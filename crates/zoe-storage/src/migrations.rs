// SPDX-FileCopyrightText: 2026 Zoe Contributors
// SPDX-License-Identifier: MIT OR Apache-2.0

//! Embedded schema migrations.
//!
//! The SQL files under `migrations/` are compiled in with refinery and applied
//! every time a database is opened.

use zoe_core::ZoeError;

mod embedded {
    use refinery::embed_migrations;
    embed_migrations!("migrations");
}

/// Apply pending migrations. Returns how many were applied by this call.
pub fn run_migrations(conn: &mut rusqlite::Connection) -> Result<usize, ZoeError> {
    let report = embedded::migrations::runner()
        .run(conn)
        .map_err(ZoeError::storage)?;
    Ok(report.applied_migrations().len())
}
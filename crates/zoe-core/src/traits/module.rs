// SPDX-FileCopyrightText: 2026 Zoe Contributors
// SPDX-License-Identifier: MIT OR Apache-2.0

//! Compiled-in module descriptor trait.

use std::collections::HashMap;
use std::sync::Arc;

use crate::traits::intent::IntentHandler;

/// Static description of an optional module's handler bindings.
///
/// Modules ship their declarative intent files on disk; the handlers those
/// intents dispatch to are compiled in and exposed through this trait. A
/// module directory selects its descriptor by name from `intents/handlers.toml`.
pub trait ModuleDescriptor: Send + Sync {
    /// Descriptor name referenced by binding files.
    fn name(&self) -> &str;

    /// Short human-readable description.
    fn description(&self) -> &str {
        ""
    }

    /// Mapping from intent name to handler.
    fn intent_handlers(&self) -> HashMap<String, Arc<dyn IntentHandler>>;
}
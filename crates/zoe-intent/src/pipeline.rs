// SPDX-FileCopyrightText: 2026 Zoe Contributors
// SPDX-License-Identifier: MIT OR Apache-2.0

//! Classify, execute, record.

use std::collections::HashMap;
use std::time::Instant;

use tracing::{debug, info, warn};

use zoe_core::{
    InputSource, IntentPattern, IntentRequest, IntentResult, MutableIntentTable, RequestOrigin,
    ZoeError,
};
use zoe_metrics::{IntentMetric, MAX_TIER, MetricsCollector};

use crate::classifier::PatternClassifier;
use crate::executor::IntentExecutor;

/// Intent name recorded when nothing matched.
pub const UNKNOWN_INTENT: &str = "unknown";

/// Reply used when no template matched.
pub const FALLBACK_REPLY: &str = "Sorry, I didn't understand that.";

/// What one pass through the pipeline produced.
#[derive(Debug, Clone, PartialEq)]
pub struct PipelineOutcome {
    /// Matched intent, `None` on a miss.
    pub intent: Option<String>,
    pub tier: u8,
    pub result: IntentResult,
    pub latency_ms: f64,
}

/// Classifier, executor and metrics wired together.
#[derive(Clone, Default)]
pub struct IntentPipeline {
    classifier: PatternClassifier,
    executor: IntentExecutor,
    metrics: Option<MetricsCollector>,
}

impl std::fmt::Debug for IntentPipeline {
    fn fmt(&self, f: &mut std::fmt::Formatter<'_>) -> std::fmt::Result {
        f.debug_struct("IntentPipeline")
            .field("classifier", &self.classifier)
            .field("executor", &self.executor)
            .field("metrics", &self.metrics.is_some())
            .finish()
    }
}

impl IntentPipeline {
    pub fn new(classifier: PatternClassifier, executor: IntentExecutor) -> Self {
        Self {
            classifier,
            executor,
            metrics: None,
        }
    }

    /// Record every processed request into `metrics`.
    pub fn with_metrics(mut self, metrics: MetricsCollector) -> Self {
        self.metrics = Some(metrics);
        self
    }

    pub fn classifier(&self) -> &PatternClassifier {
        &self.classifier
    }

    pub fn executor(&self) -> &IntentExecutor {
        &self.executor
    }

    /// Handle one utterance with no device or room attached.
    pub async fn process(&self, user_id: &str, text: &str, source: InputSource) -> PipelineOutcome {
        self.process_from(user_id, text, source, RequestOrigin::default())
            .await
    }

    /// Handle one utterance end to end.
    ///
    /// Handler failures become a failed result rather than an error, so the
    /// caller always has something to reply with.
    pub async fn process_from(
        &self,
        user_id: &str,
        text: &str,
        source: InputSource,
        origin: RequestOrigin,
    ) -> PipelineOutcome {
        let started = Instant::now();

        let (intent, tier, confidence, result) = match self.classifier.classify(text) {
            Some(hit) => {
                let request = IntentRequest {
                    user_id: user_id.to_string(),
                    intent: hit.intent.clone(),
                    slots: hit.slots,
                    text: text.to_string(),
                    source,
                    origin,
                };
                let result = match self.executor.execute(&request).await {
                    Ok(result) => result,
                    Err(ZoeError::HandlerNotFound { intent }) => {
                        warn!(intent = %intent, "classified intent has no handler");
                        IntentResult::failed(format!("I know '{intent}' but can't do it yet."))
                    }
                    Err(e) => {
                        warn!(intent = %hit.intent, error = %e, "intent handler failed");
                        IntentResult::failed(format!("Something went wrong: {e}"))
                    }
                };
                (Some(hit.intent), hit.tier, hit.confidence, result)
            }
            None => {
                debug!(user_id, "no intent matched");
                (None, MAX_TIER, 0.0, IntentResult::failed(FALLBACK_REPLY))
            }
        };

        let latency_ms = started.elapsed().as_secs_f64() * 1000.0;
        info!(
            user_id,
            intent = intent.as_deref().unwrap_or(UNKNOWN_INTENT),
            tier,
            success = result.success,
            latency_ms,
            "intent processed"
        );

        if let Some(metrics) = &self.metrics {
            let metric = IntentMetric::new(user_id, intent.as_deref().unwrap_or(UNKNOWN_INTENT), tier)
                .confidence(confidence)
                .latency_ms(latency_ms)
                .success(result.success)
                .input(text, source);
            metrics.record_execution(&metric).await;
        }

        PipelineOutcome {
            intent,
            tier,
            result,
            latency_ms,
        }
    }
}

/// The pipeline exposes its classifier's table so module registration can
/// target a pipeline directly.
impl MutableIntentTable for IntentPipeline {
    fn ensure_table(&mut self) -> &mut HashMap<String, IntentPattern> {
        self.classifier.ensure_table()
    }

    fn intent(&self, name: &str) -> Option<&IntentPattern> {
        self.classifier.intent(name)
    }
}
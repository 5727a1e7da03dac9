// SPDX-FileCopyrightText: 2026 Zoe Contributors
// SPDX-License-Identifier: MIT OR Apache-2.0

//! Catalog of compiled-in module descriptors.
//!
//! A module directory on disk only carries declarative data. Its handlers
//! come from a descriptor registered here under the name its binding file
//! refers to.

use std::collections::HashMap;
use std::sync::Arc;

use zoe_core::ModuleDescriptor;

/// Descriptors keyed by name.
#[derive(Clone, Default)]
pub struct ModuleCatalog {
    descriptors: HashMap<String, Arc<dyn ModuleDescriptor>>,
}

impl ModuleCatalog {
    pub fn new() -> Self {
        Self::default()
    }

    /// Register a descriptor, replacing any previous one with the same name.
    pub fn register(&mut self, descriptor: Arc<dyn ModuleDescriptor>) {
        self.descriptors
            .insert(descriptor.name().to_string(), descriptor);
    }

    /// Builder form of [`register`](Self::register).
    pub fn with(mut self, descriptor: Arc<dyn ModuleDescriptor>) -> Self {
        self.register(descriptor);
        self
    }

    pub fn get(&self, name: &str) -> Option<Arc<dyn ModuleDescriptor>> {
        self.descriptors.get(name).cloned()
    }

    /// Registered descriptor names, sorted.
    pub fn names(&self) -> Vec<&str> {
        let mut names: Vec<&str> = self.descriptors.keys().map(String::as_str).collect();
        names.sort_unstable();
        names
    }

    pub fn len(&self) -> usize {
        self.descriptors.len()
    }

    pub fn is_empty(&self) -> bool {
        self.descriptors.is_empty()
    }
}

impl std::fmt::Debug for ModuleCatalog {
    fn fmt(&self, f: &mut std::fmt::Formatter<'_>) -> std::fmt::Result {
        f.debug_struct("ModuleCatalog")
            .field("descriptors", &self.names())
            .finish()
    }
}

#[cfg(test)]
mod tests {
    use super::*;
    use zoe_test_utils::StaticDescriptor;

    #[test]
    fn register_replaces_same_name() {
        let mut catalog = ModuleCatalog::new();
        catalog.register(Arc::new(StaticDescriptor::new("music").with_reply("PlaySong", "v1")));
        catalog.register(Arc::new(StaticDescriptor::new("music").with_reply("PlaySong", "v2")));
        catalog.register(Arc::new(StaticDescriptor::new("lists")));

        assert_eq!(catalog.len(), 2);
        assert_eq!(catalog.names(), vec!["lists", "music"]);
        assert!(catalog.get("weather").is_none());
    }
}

=-=-=

PROBLEM:
Find each line in the records holding the string "utterance" and show it.

RESPONSE AREA:
    /// Handle one utterance with no device or room attached.
    /// Handle one utterance end to end.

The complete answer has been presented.